RAH! Podcast Episode Transcript: A Short Introduction to Bad Religion

RAH! Opening Jingle

Lucy: Hello, and welcome to the RAH! podcast at Manchester Metropolitan University, and to our third episode in our new mini series. In this episode we will be speaking to Ellie Beal about her research in Bad Religion in Gothic texts. We will cover how religion is portrayed in the Gothic, how depictions of religion have changed as society has become less religious or more secular, and why religion in the Gothic is still relevant today. So let's get into it.

RAH! Mini Jingle

Lucy: I'm here today with Ellie Beal, who listeners might recognise as one of our regular presenters and we're here to talk about one of Ellie's main research interests, which is Bad Religion. And so Ellie, would you like to introduce yourself?

Ellie: Hello, my name is Ellie Beal and I work here at Manchester Metropolitan University in the Department of English literature, where I also teach in film. And today I'm going to be talking about Bad Religion. And some of the reasons why we should still be interested in the religious in the Gothic because a gothic is certainly still fascinated in religion.

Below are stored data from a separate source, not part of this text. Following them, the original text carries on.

use axum::{
    http::{header, StatusCode},
    response::{IntoResponse, Response},
};
use serde::Serialize;
use shared::protocol::ERROR_STATUS;

pub type Result<T> = std::result::Result<T, DirectoryError>;

/// Failures surfaced by the directory and the service lister.
///
/// Nothing here is retried; the HTTP layer maps each variant to a status
/// code and an error envelope.
#[derive(Debug, thiserror::Error)]
pub enum DirectoryError {
    #[error("Connection to Consul at {endpoint} failed")]
    Connectivity {
        endpoint: String,
        #[source]
        source: reqwest::Error,
    },

    /// Non-2xx answer from the catalog; status and body are passed through.
    #[error("{body}")]
    CatalogProtocol { status: u16, body: String },

    #[error("Unexpected response from Consul at {endpoint}: {reason}")]
    CatalogDecode { endpoint: String, reason: String },

    #[error("Invalid query string: {reason}")]
    InvalidQuery { reason: String },

    #[error("Not found: '{path}'")]
    UnknownProject { path: String },

    #[error("Invalid regex '{pattern}': {source}")]
    FilterCompile {
        pattern: String,
        #[source]
        source: regex::Error,
    },
}

impl DirectoryError {
    pub fn status(&self) -> StatusCode {
        match self {
            Self::CatalogProtocol { status, .. } => {
                StatusCode::from_u16(*status).unwrap_or(StatusCode::INTERNAL_SERVER_ERROR)
            }
            Self::UnknownProject { .. } => StatusCode::NOT_FOUND,
            Self::InvalidQuery { .. } => StatusCode::BAD_REQUEST,
            // Malformed patterns report as 500, not 400.
            Self::FilterCompile { .. } => StatusCode::INTERNAL_SERVER_ERROR,
            Self::Connectivity { .. } | Self::CatalogDecode { .. } => {
                StatusCode::INTERNAL_SERVER_ERROR
            }
        }
    }
}

/// Error envelope returned for every failed request
#[derive(Debug, Serialize)]
pub struct ErrorEnvelope {
    pub status: &'static str,
    pub code: u16,
    pub message: String,
}

impl ErrorEnvelope {
    pub fn new(status: StatusCode, message: impl Into<String>) -> Self {
        Self {
            status: ERROR_STATUS,
            code: status.as_u16(),
            message: message.into(),
        }
    }
}

impl IntoResponse for ErrorEnvelope {
    fn into_response(self) -> Response {
        let status =
            StatusCode::from_u16(self.code).unwrap_or(StatusCode::INTERNAL_SERVER_ERROR);
        let body = match serde_json::to_string(&self) {
            Ok(json) => json + "\n",
            Err(_) => String::from("{\"status\":\"error\",\"code\":500,\"message\":\"\"}\n"),
        };
        (status, [(header::CONTENT_TYPE, "application/json")], body).into_response()
    }
}

impl IntoResponse for DirectoryError {
    fn into_response(self) -> Response {
        let status = self.status();
        if status.is_server_error() {
            match std::error::Error::source(&self) {
                Some(cause) => tracing::error!("Request failed: {}: {}", self, cause),
                None => tracing::error!("Request failed: {}", self),
            }
        } else {
            tracing::warn!("Request rejected: {}", self);
        }
        ErrorEnvelope::new(status, self.to_string()).into_response()
    }
}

Lucy: Could you tell us what you mean by this kind of concept of Bad Religion?

Ellie: I think when you asked me to do this, I kind of instinctually came up with bad religion as a sort of topic piece. But I guess really what I'm interested in sort of more specifically, or probably a better way of describing it really, is sort of dark faith or the way in which religion and faith in the Gothic is often turned towards a kind of belief in darkness, rather than a belief in lightness. So I think my research interest is kind of looking really at the way in which religion is a kind of fascination for the Gothic. Even though we might think of ourselves as being in more secular or enlightened times now. The Gothic and horror is still very much fascinated with those subjects. And I think my-  my research interest is kind of looking or tracing the way in which different individuals or different communities express that friction between the kind of secular and religious.

Lucy: Have you got any kind of examples of that in key books or films to kind of illustrate really what you mean by bad religion or this battle between light and dark?

Ellie: The early Gothic got very established quite quickly as kind of Protestant, British, and anti Catholic. So my interests are kind of in the contemporary horror and Gothic and the way in which religion kind of plays out and the frictions between the religion and secular pays out and kind of later Gothic.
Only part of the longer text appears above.